What the task asks: Repeat only the lines below from the one containing "its registered reader" through the one containing "Some(value) if !value.is_null()", inclusive, exactly as written.

Data:
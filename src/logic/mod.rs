pub mod assign;
pub mod associations;
pub mod boolean;
pub mod naming;
pub mod percentage;
pub mod validate;

pub use assign::{AssignOptions, MissingPolicy};
pub use associations::Related;
pub use boolean::normalize_boolean;
pub use validate::Errors;
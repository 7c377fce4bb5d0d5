use crate::error::ModelError;
use crate::model::{ClassId, Reader, Rule, Value, Writer};
use serde::{Deserialize, Serialize};
use std::collections::HashMap;

/// Derived accessor generator selected by an attribute's type tag
#[derive(Debug, Clone, Copy, PartialEq, Eq, Serialize, Deserialize)]
#[serde(rename_all = "lowercase")]
pub enum TypeTag {
    Boolean,
    Percentage,
}

impl std::fmt::Display for TypeTag {
    fn fmt(&self, f: &mut std::fmt::Formatter) -> std::fmt::Result {
        match self {
            TypeTag::Boolean => write!(f, "boolean"),
            TypeTag::Percentage => write!(f, "percentage"),
        }
    }
}

impl std::str::FromStr for TypeTag {
    type Err = ModelError;

    fn from_str(s: &str) -> Result<Self, Self::Err> {
        match s {
            "boolean" => Ok(TypeTag::Boolean),
            "percentage" => Ok(TypeTag::Percentage),
            _ => Err(ModelError::InvalidArgument(format!(
                "no converter found for type {}",
                s
            ))),
        }
    }
}

/// A declared virtual attribute
#[derive(Debug, Clone, PartialEq, Serialize, Deserialize)]
pub struct AttributeDef {
    pub name: String,
    #[serde(skip_serializing_if = "Option::is_none")]
    pub default: Option<Value>,
    #[serde(rename = "type", skip_serializing_if = "Option::is_none")]
    pub type_tag: Option<TypeTag>,
}

/// Options accepted by `Registry::attribute`
#[derive(Debug, Clone, Default, PartialEq)]
pub struct AttributeOptions {
    pub default: Option<Value>,
    pub type_tag: Option<TypeTag>,
}

impl AttributeOptions {
    pub fn new() -> Self {
        Self::default()
    }

    pub fn default_value(mut self, value: impl Into<Value>) -> Self {
        self.default = Some(value.into());
        self
    }

    pub fn type_tag(mut self, tag: TypeTag) -> Self {
        self.type_tag = Some(tag);
        self
    }

    /// Textual form of `type_tag`; unknown tags have no generator.
    pub fn type_name(self, tag: &str) -> Result<Self, ModelError> {
        Ok(self.type_tag(tag.parse()?))
    }
}

/// Plain accessor visibility, the `attr_accessor` / `attr_reader` split
#[derive(Debug, Clone, Copy, PartialEq, Eq)]
pub enum Access {
    ReadWrite,
    ReadOnly,
}

#[derive(Debug, Clone, Copy, PartialEq, Eq, Serialize, Deserialize)]
#[serde(rename_all = "lowercase")]
pub enum Multiplicity {
    One,
    Many,
}

/// A simulated relation: key attribute plus a lazily resolved, cached target
#[derive(Debug, Clone, PartialEq, Serialize, Deserialize)]
pub struct AssociationDef {
    pub name: String,
    /// Foreign key for `One`, pluralized ids attribute for `Many`
    pub foreign_key: String,
    pub target: String,
    pub multiplicity: Multiplicity,
}

#[derive(Debug, Clone, Default, PartialEq, Serialize, Deserialize)]
pub struct AssociationOptions {
    #[serde(default, skip_serializing_if = "Option::is_none")]
    pub class_name: Option<String>,
    #[serde(default, skip_serializing_if = "Option::is_none")]
    pub foreign_key: Option<String>,
}

impl AssociationOptions {
    pub fn new() -> Self {
        Self::default()
    }

    pub fn class_name(mut self, class_name: impl Into<String>) -> Self {
        self.class_name = Some(class_name.into());
        self
    }

    pub fn foreign_key(mut self, foreign_key: impl Into<String>) -> Self {
        self.foreign_key = Some(foreign_key.into());
        self
    }
}

/// Per-type schema record stored in the registry arena.
/// Lookups that fall through here continue at `parent`.
#[derive(Debug, Clone, Default)]
pub struct ClassDef {
    pub name: String,
    pub parent: Option<ClassId>,

    /// Own declarations in declaration order
    pub attributes: Vec<AttributeDef>,
    pub defaults: HashMap<String, Value>,

    pub readers: HashMap<String, Reader>,
    pub writers: HashMap<String, Writer>,

    pub associations: HashMap<String, AssociationDef>,
    pub validations: Vec<Rule>,

    pub display_names: HashMap<String, String>,
    /// Set once a percentage accessor exists; display names then drop `_percentage`
    pub strips_percentage_suffix: bool,
}

impl ClassDef {
    pub fn new(name: impl Into<String>, parent: Option<ClassId>) -> Self {
        Self {
            name: name.into(),
            parent,
            ..Default::default()
        }
    }
}
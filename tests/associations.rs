use modelx_rust::{
    AssociationOptions, ClassId, JsonRecord, MemoryLookup, Model, ModelError, Record, Registry,
    Value,
};
use serde_json::json;
use std::sync::Arc;

struct Fixture {
    registry: Registry,
    class: ClassId,
    records: Vec<Arc<dyn Record>>,
    lookup: Arc<MemoryLookup>,
}

impl Fixture {
    fn model(self) -> (Model, Vec<Arc<dyn Record>>, Arc<MemoryLookup>) {
        let model = Model::new(Arc::new(self.registry), self.class).unwrap();
        (model, self.records, self.lookup)
    }
}

fn fixture() -> Fixture {
    let records: Vec<Arc<dyn Record>> = vec![
        Arc::new(JsonRecord::new(0)),
        Arc::new(JsonRecord::new(1).with_field("name", "one")),
    ];
    let lookup = Arc::new(MemoryLookup::with_records(records.clone()));

    let mut registry = Registry::new();
    let class = registry.define_class("TestModel", None).unwrap();
    registry
        .belongs_to(class, "model_x_test_record", AssociationOptions::new())
        .unwrap();
    registry.register_lookup("ModelXTestRecord", lookup.clone());

    Fixture {
        registry,
        class,
        records,
        lookup,
    }
}

fn same(found: Option<Arc<dyn Record>>, expected: &Arc<dyn Record>) -> bool {
    found.map_or(false, |found| Arc::ptr_eq(&found, expected))
}

#[test]
fn test_non_existent_association() {
    let (mut model, _, _) = fixture().model();
    assert!(matches!(
        model.get("something"),
        Err(ModelError::NoSuchAccessor { .. })
    ));
    assert!(matches!(
        model.get("something_id"),
        Err(ModelError::NoSuchAccessor { .. })
    ));
    assert!(matches!(
        model.related("something", false),
        Err(ModelError::NoSuchAccessor { .. })
    ));
}

#[test]
fn test_existent_association() {
    let (mut model, _, _) = fixture().model();
    assert_eq!(model.get("model_x_test_record").unwrap(), Value::Null);
    assert_eq!(model.get("model_x_test_record_id").unwrap(), Value::Null);
    assert!(model.related("model_x_test_record", false).unwrap().is_none());
}

#[test]
fn test_foreign_key() {
    let (mut model, records, _) = fixture().model();

    model.set("model_x_test_record_id", Value::Null).unwrap();
    assert_eq!(model.get("model_x_test_record_id").unwrap(), Value::Null);

    model.set("model_x_test_record_id", 2).unwrap();
    assert_eq!(model.get("model_x_test_record_id").unwrap(), json!(2));

    model.set("model_x_test_record_id", 1).unwrap();
    assert_eq!(model.get("model_x_test_record_id").unwrap(), json!(1));

    model
        .set_related("model_x_test_record", Some(Arc::clone(&records[0])))
        .unwrap();
    assert_eq!(model.get("model_x_test_record_id").unwrap(), json!(0));
}

#[test]
fn test_blank_foreign_key_is_null() {
    let (mut model, _, _) = fixture().model();
    model.set("model_x_test_record_id", "").unwrap();
    assert_eq!(model["model_x_test_record_id"], Value::Null);
}

#[test]
fn test_association_without_id() {
    let (mut model, _, lookup) = fixture().model();
    assert!(model.related("model_x_test_record", false).unwrap().is_none());
    assert!(lookup.queries().is_empty());
}

#[test]
fn test_association_with_nonexisting_id() {
    let (mut model, _, _) = fixture().model();
    model.set("model_x_test_record_id", 2).unwrap();
    assert!(model.related("model_x_test_record", false).unwrap().is_none());
}

#[test]
fn test_association_with_existing_id() {
    let (mut model, records, lookup) = fixture().model();
    model.set("model_x_test_record_id", 1).unwrap();

    let found = model.related("model_x_test_record", false).unwrap();
    assert!(same(found, &records[1]));
    assert_eq!(
        model.get("model_x_test_record").unwrap(),
        json!({"id": 1, "name": "one"})
    );
    // the second read is served from the cache
    assert_eq!(lookup.queries(), vec![json!(1)]);
}

#[test]
fn test_association_with_existing_object() {
    let (mut model, records, lookup) = fixture().model();
    model
        .set_related("model_x_test_record", Some(Arc::clone(&records[1])))
        .unwrap();

    let found = model.related("model_x_test_record", false).unwrap();
    assert!(same(found, &records[1]));
    assert!(lookup.queries().is_empty());
}

#[test]
fn test_blank_value_clears_association() {
    let (mut model, records, _) = fixture().model();
    model
        .set_related("model_x_test_record", Some(Arc::clone(&records[1])))
        .unwrap();

    model.set("model_x_test_record", "").unwrap();
    assert!(model.related("model_x_test_record", false).unwrap().is_none());
    assert_eq!(model.get("model_x_test_record_id").unwrap(), Value::Null);

    assert!(matches!(
        model.set("model_x_test_record", 1),
        Err(ModelError::InvalidArgument(_))
    ));
}

#[test]
fn test_id_change_invalidates_cached_record() {
    let (mut model, records, _) = fixture().model();
    model
        .set_related("model_x_test_record", Some(Arc::clone(&records[1])))
        .unwrap();
    model.set("model_x_test_record_id", 0).unwrap();

    let found = model.related("model_x_test_record", false).unwrap();
    assert!(same(found, &records[0]));
}

#[test]
fn test_reload() {
    let (mut model, records, _) = fixture().model();
    model
        .set_related("model_x_test_record", Some(Arc::clone(&records[1])))
        .unwrap();
    // raw write bypasses invalidation
    model.write_attribute("model_x_test_record_id", json!(0));

    let cached = model.related("model_x_test_record", false).unwrap();
    assert!(same(cached, &records[1]));
    let reloaded = model.related("model_x_test_record", true).unwrap();
    assert!(same(reloaded, &records[0]));
}

#[test]
fn test_other_foreign_key() {
    let mut fixture = fixture();
    let other = Arc::new(MemoryLookup::with_records(vec![
        Arc::new(JsonRecord::new(1)) as Arc<dyn Record>
    ]));
    fixture
        .registry
        .belongs_to(
            fixture.class,
            "model_x_test_record2",
            AssociationOptions::new().foreign_key("related_object_id"),
        )
        .unwrap();
    fixture
        .registry
        .register_lookup("ModelXTestRecord2", other.clone());
    let (mut model, _, _) = fixture.model();

    assert!(model.responds_to("model_x_test_record2"));
    assert!(model.responds_to_writer("model_x_test_record2"));
    assert!(!model.responds_to("model_x_test_record2_id"));
    assert!(!model.responds_to_writer("model_x_test_record2_id"));
    assert!(model.responds_to("related_object_id"));
    assert!(model.responds_to_writer("related_object_id"));

    model.set("related_object_id", 1).unwrap();
    model.related("model_x_test_record2", false).unwrap();
    assert_eq!(other.queries(), vec![json!(1)]);

    let related: Arc<dyn Record> = Arc::new(JsonRecord::new(5));
    model
        .set_related("model_x_test_record2", Some(related))
        .unwrap();
    assert_eq!(model.get("related_object_id").unwrap(), json!(5));
}

#[test]
fn test_other_class_name() {
    let mut fixture = fixture();
    fixture
        .registry
        .belongs_to(
            fixture.class,
            "again_model_x_test_record",
            AssociationOptions::new().class_name("ModelXTestRecord"),
        )
        .unwrap();
    let (mut model, records, lookup) = fixture.model();

    model.set("again_model_x_test_record_id", 1).unwrap();
    let found = model.related("again_model_x_test_record", false).unwrap();
    assert!(same(found, &records[1]));
    assert_eq!(lookup.queries(), vec![json!(1)]);
}

#[test]
fn test_association_name_must_be_free() {
    let mut fixture = fixture();
    let err = fixture
        .registry
        .belongs_to(fixture.class, "model_x_test_record", AssociationOptions::new())
        .unwrap_err();
    assert!(matches!(err, ModelError::AttributeAlreadyDefined { .. }));
}

#[test]
fn test_missing_lookup() {
    let mut registry = Registry::new();
    let class = registry.define_class("Order", None).unwrap();
    registry
        .belongs_to(class, "customer", AssociationOptions::new())
        .unwrap();
    let mut model = Model::new(Arc::new(registry), class).unwrap();

    assert!(model.related("customer", false).unwrap().is_none());
    model.set("customer_id", 1).unwrap();
    assert!(matches!(
        model.related("customer", false),
        Err(ModelError::UnknownClass(ref name)) if name == "Customer"
    ));
}

fn has_many_model() -> (Model, Vec<Arc<dyn Record>>, Arc<MemoryLookup>) {
    let records: Vec<Arc<dyn Record>> = vec![
        Arc::new(JsonRecord::new(10).with_field("sku", "A")),
        Arc::new(JsonRecord::new(11).with_field("sku", "B")),
        Arc::new(JsonRecord::new(12).with_field("sku", "C")),
    ];
    let lookup = Arc::new(MemoryLookup::with_records(records.clone()));

    let mut registry = Registry::new();
    let class = registry.define_class("Order", None).unwrap();
    registry
        .has_many(class, "line_items", AssociationOptions::new())
        .unwrap();
    registry.register_lookup("LineItem", lookup.clone());

    let model = Model::new(Arc::new(registry), class).unwrap();
    (model, records, lookup)
}

#[test]
fn test_has_many_defaults() {
    let (model, _, _) = has_many_model();
    let registry = model.registry();
    let def = registry.association(model.class_id(), "line_items").unwrap();
    assert_eq!(def.target, "LineItem");
    assert_eq!(def.foreign_key, "line_item_ids");
    assert_eq!(
        registry.declared_names(model.class_id()),
        vec!["line_items", "line_item_ids"]
    );
}

#[test]
fn test_has_many_defaults_for_es_plurals() {
    let mut registry = Registry::new();
    let class = registry.define_class("Order", None).unwrap();
    registry
        .has_many(class, "statuses", AssociationOptions::new())
        .unwrap();
    registry
        .has_many(class, "quizzes", AssociationOptions::new())
        .unwrap();

    let statuses = registry.association(class, "statuses").unwrap();
    assert_eq!(statuses.target, "Status");
    assert_eq!(statuses.foreign_key, "status_ids");
    let quizzes = registry.association(class, "quizzes").unwrap();
    assert_eq!(quizzes.target, "Quiz");
    assert_eq!(quizzes.foreign_key, "quiz_ids");
    assert!(registry.writer(class, "status_ids").is_some());
}

#[test]
fn test_has_many_resolves_ids() {
    let (mut model, _, lookup) = has_many_model();
    assert!(model.related_many("line_items", false).unwrap().is_none());

    model.set("line_item_ids", json!([12, 10])).unwrap();
    let items = model.related_many("line_items", false).unwrap().unwrap();
    let ids: Vec<Value> = items.iter().map(|r| r.id()).collect();
    assert_eq!(ids, vec![json!(10), json!(12)]);
    assert_eq!(lookup.queries(), vec![json!(12), json!(10)]);

    assert_eq!(
        model.get("line_items").unwrap(),
        json!([{"id": 10, "sku": "A"}, {"id": 12, "sku": "C"}])
    );
}

#[test]
fn test_has_many_unresolved_ids_give_empty_collection() {
    let (mut model, _, _) = has_many_model();
    model.set("line_item_ids", json!([99])).unwrap();
    assert_eq!(
        model.related_many("line_items", false).unwrap().map(|items| items.len()),
        Some(0)
    );
}

#[test]
fn test_has_many_ids_from_cached_collection() {
    let (mut model, records, _) = has_many_model();
    model
        .set_related_many("line_items", Some(records[..2].to_vec()))
        .unwrap();
    assert_eq!(model.get("line_item_ids").unwrap(), json!([10, 11]));

    model.set("line_item_ids", json!([12])).unwrap();
    let items = model.related_many("line_items", false).unwrap().unwrap();
    assert_eq!(items.len(), 1);
    assert!(Arc::ptr_eq(&items[0], &records[2]));

    model.set_related_many("line_items", Some(Vec::new())).unwrap();
    assert_eq!(model.get("line_item_ids").unwrap(), Value::Null);
    assert!(model.related_many("line_items", false).unwrap().is_none());
}

#[test]
fn test_has_many_reload() {
    let (mut model, records, _) = has_many_model();
    model
        .set_related_many("line_items", Some(vec![Arc::clone(&records[0])]))
        .unwrap();
    model.write_attribute("line_item_ids", json!([11]));

    let cached = model.related_many("line_items", false).unwrap().unwrap();
    assert!(Arc::ptr_eq(&cached[0], &records[0]));
    let reloaded = model.related_many("line_items", true).unwrap().unwrap();
    assert!(Arc::ptr_eq(&reloaded[0], &records[1]));
}

#[test]
fn test_multiplicity_mismatch() {
    let (mut model, _, _) = has_many_model();
    assert!(matches!(
        model.related("line_items", false),
        Err(ModelError::InvalidArgument(_))
    ));

    let (mut model, _, _) = fixture().model();
    assert!(matches!(
        model.related_many("model_x_test_record", false),
        Err(ModelError::InvalidArgument(_))
    ));
}

#[test]
fn test_snapshot_includes_foreign_key() {
    let (mut model, _, _) = fixture().model();
    model.set("model_x_test_record_id", 1).unwrap();
    assert_eq!(
        model.as_json().unwrap(),
        json!({"model_x_test_record_id": 1})
    );
}
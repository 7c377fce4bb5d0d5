use serde::{Deserialize, Serialize};

/// Validation rule registered on a class
#[derive(Debug, Clone, PartialEq, Serialize, Deserialize)]
#[serde(tag = "rule", rename_all = "snake_case")]
pub enum Rule {
    Numericality { attribute: String, allow_blank: bool },
}
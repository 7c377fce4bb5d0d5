use crate::error::{ModelError, Result};
use crate::logic::{normalize_boolean, Errors, Related};
use crate::model::{is_present, ClassId, Reader, Registry, Value, ValueMap, Writer};
use std::collections::HashMap;
use std::ops::Index;
use std::sync::Arc;

static NULL: Value = Value::Null;

/// An instance of a registry class: raw attribute storage plus the caches
/// the derived accessors keep (snapshot, resolved associations, percentages).
#[derive(Debug, Clone)]
pub struct Model {
    registry: Arc<Registry>,
    class: ClassId,
    values: HashMap<String, Value>,
    /// `None` means the snapshot must be recomputed
    snapshot: Option<ValueMap>,
    pub(crate) related: HashMap<String, Related>,
    /// Keyed by the underlying attribute name
    pub(crate) percentages: HashMap<String, Value>,
    pub(crate) errors: Errors,
}

impl Model {
    pub fn new(registry: Arc<Registry>, class: ClassId) -> Result<Self> {
        registry.class(class)?;
        Ok(Self {
            registry,
            class,
            values: HashMap::new(),
            snapshot: None,
            related: HashMap::new(),
            percentages: HashMap::new(),
            errors: Errors::default(),
        })
    }

    /// Construct, bulk-assign `values` (raising on unknown keys) when present,
    /// then hand the instance to `init`.
    pub fn build<F>(registry: Arc<Registry>, class: ClassId, values: &Value, init: F) -> Result<Self>
    where
        F: FnOnce(&mut Model),
    {
        let mut model = Self::new(registry, class)?;
        if is_present(values) {
            model.set_attributes(values)?;
        }
        init(&mut model);
        Ok(model)
    }

    pub fn with_attributes(registry: Arc<Registry>, class: ClassId, values: &Value) -> Result<Self> {
        Self::build(registry, class, values, |_| {})
    }

    pub fn class_id(&self) -> ClassId {
        self.class
    }

    pub fn class_name(&self) -> &str {
        self.registry.class_name(self.class)
    }

    pub fn registry(&self) -> &Arc<Registry> {
        &self.registry
    }

    /// Raw stored value; defaults are not applied.
    pub fn read_attribute(&self, name: &str) -> Option<&Value> {
        self.values.get(name)
    }

    /// Raw store. Drops the snapshot and any percentage shadowing `name`;
    /// association caches are left alone.
    pub fn write_attribute(&mut self, name: &str, value: Value) {
        self.snapshot = None;
        self.percentages.remove(name);
        self.values.insert(name.to_string(), value);
    }

    pub fn responds_to(&self, name: &str) -> bool {
        self.registry.reader(self.class, name).is_some()
    }

    pub fn responds_to_writer(&self, name: &str) -> bool {
        self.registry.writer(self.class, name).is_some()
    }

    /// Read a member through its registered reader
    pub fn get(&mut self, name: &str) -> Result<Value> {
        let reader = self
            .registry
            .reader(self.class, name)
            .cloned()
            .ok_or_else(|| self.no_such_accessor(name))?;
        self.invoke_reader(name, &reader)
    }

    /// Write a member through its registered writer
    pub fn set(&mut self, name: &str, value: impl Into<Value>) -> Result<()> {
        let writer = self
            .registry
            .writer(self.class, name)
            .cloned()
            .ok_or_else(|| self.no_such_accessor(&format!("{}=", name)))?;
        self.invoke_writer(name, &writer, value.into())
    }

    /// Current value of every declared attribute, recomputed after writes
    pub fn attributes(&mut self) -> Result<&ValueMap> {
        let snapshot = match self.snapshot.take() {
            Some(snapshot) => snapshot,
            None => self.compute_snapshot()?,
        };
        Ok(self.snapshot.insert(snapshot))
    }

    pub fn as_json(&mut self) -> Result<Value> {
        Ok(Value::Object(self.attributes()?.clone()))
    }

    pub fn to_json(&mut self) -> Result<String> {
        Ok(serde_json::to_string(self.attributes()?)?)
    }

    fn compute_snapshot(&mut self) -> Result<ValueMap> {
        let mut snapshot = ValueMap::new();
        for name in self.registry.attribute_names(self.class) {
            if name == "attributes" {
                continue;
            }
            let value = self.get(&name)?;
            snapshot.insert(name, value);
        }
        Ok(snapshot)
    }

    fn read_with_default(&self, name: &str) -> Value {
        match self.values.get(name) {
            Some(value) if !value.is_null() => value.clone(),
            _ => self
                .registry
                .default_for(self.class, name)
                .cloned()
                .unwrap_or(Value::Null),
        }
    }

    pub(crate) fn invoke_reader(&mut self, name: &str, reader: &Reader) -> Result<Value> {
        match reader {
            Reader::Attribute => Ok(self.read_with_default(name)),
            Reader::Alias { target } => self.get(target),
            Reader::ForeignKey { association } | Reader::AssociationIds { association } => {
                let def = self.association_def(association)?;
                Ok(self.association_key(&def))
            }
            Reader::Association { association } => self.related_json(association),
            Reader::Percentage { attribute } => self.percentage_value(attribute),
            Reader::Multiplier {
                attribute,
                increase,
            } => self.multiplier(attribute, *increase),
        }
    }

    pub(crate) fn invoke_writer(&mut self, name: &str, writer: &Writer, value: Value) -> Result<()> {
        match writer {
            Writer::Attribute => {
                self.write_attribute(name, value);
                Ok(())
            }
            Writer::Boolean { inner } => {
                self.invoke_writer(name, inner, Value::Bool(normalize_boolean(&value)))
            }
            Writer::ForeignKey { association } | Writer::AssociationIds { association } => {
                let def = self.association_def(association)?;
                self.write_association_key(&def, value);
                Ok(())
            }
            Writer::Association { association } => {
                self.write_association_value(association, value)
            }
            Writer::Percentage { attribute } => self.write_percentage(attribute, value),
        }
    }

    pub(crate) fn no_such_accessor(&self, name: &str) -> ModelError {
        ModelError::NoSuchAccessor {
            name: name.to_string(),
            class: self.class_name().to_string(),
        }
    }
}

impl Index<&str> for Model {
    type Output = Value;

    fn index(&self, name: &str) -> &Value {
        self.values.get(name).unwrap_or(&NULL)
    }
}

#[cfg(test)]
mod tests {
    use super::*;
    use crate::model::AttributeOptions;
    use serde_json::json;

    fn registry() -> (Arc<Registry>, ClassId) {
        let mut registry = Registry::new();
        let class = registry.define_class("TestModel", None).unwrap();
        registry
            .attribute(class, "status", AttributeOptions::new())
            .unwrap();
        (Arc::new(registry), class)
    }

    #[test]
    fn test_write_invalidates_snapshot() {
        let (registry, class) = registry();
        let mut model = Model::new(registry, class).unwrap();

        model.set("status", "one").unwrap();
        assert_eq!(model.attributes().unwrap()["status"], json!("one"));

        model.set("status", "two").unwrap();
        assert_eq!(model.attributes().unwrap()["status"], json!("two"));
    }

    #[test]
    fn test_raw_read_ignores_declaration() {
        let (registry, class) = registry();
        let mut model = Model::new(registry, class).unwrap();
        assert_eq!(model.read_attribute("status"), None);
        assert_eq!(model["some_attribute"], Value::Null);

        model.write_attribute("status", json!("draft"));
        assert_eq!(model["status"], json!("draft"));
        assert_eq!(model.read_attribute("status"), Some(&json!("draft")));
    }

    #[test]
    fn test_unknown_member_is_no_such_accessor() {
        let (registry, class) = registry();
        let mut model = Model::new(registry, class).unwrap();
        assert!(matches!(
            model.get("some_attribute"),
            Err(ModelError::NoSuchAccessor { .. })
        ));
        assert!(matches!(
            model.set("some_attribute", "test"),
            Err(ModelError::NoSuchAccessor { name, .. }) if name == "some_attribute="
        ));
    }

    #[test]
    fn test_invalid_class_id_rejected() {
        let (registry, _) = registry();
        assert!(matches!(
            Model::new(registry, ClassId(42)),
            Err(ModelError::UnknownClass(_))
        ));
    }

    #[test]
    fn test_build_runs_init_after_assignment() {
        let (registry, class) = registry();
        let model = Model::build(registry, class, &json!({"status": "open"}), |m| {
            assert_eq!(m["status"], json!("open"));
            m.write_attribute("status", json!("seen"));
        })
        .unwrap();
        assert_eq!(model["status"], json!("seen"));
    }
}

Exercise output:
    /// Read a member through its registered reader
    pub fn get(&mut self, name: &str) -> Result<Value> {
        let reader = self
            .registry
            .reader(self.class, name)
            .cloned()
            .ok_or_else(|| self.no_such_accessor(name))?;
        self.invoke_reader(name, &reader)
    }

    /// Write a member through its registered writer
    pub fn set(&mut self, name: &str, value: impl Into<Value>) -> Result<()> {
        let writer = self
            .registry
            .writer(self.class, name)
            .cloned()
            .ok_or_else(|| self.no_such_accessor(&format!("{}=", name)))?;
        self.invoke_writer(name, &writer, value.into())
    }

    /// Current value of every declared attribute, recomputed after writes
    pub fn attributes(&mut self) -> Result<&ValueMap> {
        let snapshot = match self.snapshot.take() {
            Some(snapshot) => snapshot,
            None => self.compute_snapshot()?,
        };
        Ok(self.snapshot.insert(snapshot))
    }

    pub fn as_json(&mut self) -> Result<Value> {
        Ok(Value::Object(self.attributes()?.clone()))
    }

    pub fn to_json(&mut self) -> Result<String> {
        Ok(serde_json::to_string(self.attributes()?)?)
    }

    fn compute_snapshot(&mut self) -> Result<ValueMap> {
        let mut snapshot = ValueMap::new();
        for name in self.registry.attribute_names(self.class) {
            if name == "attributes" {
                continue;
            }
            let value = self.get(&name)?;
            snapshot.insert(name, value);
        }
        Ok(snapshot)
    }

    fn read_with_default(&self, name: &str) -> Value {
        match self.values.get(name) {
            Some(value) if !value.is_null() => value.clone(),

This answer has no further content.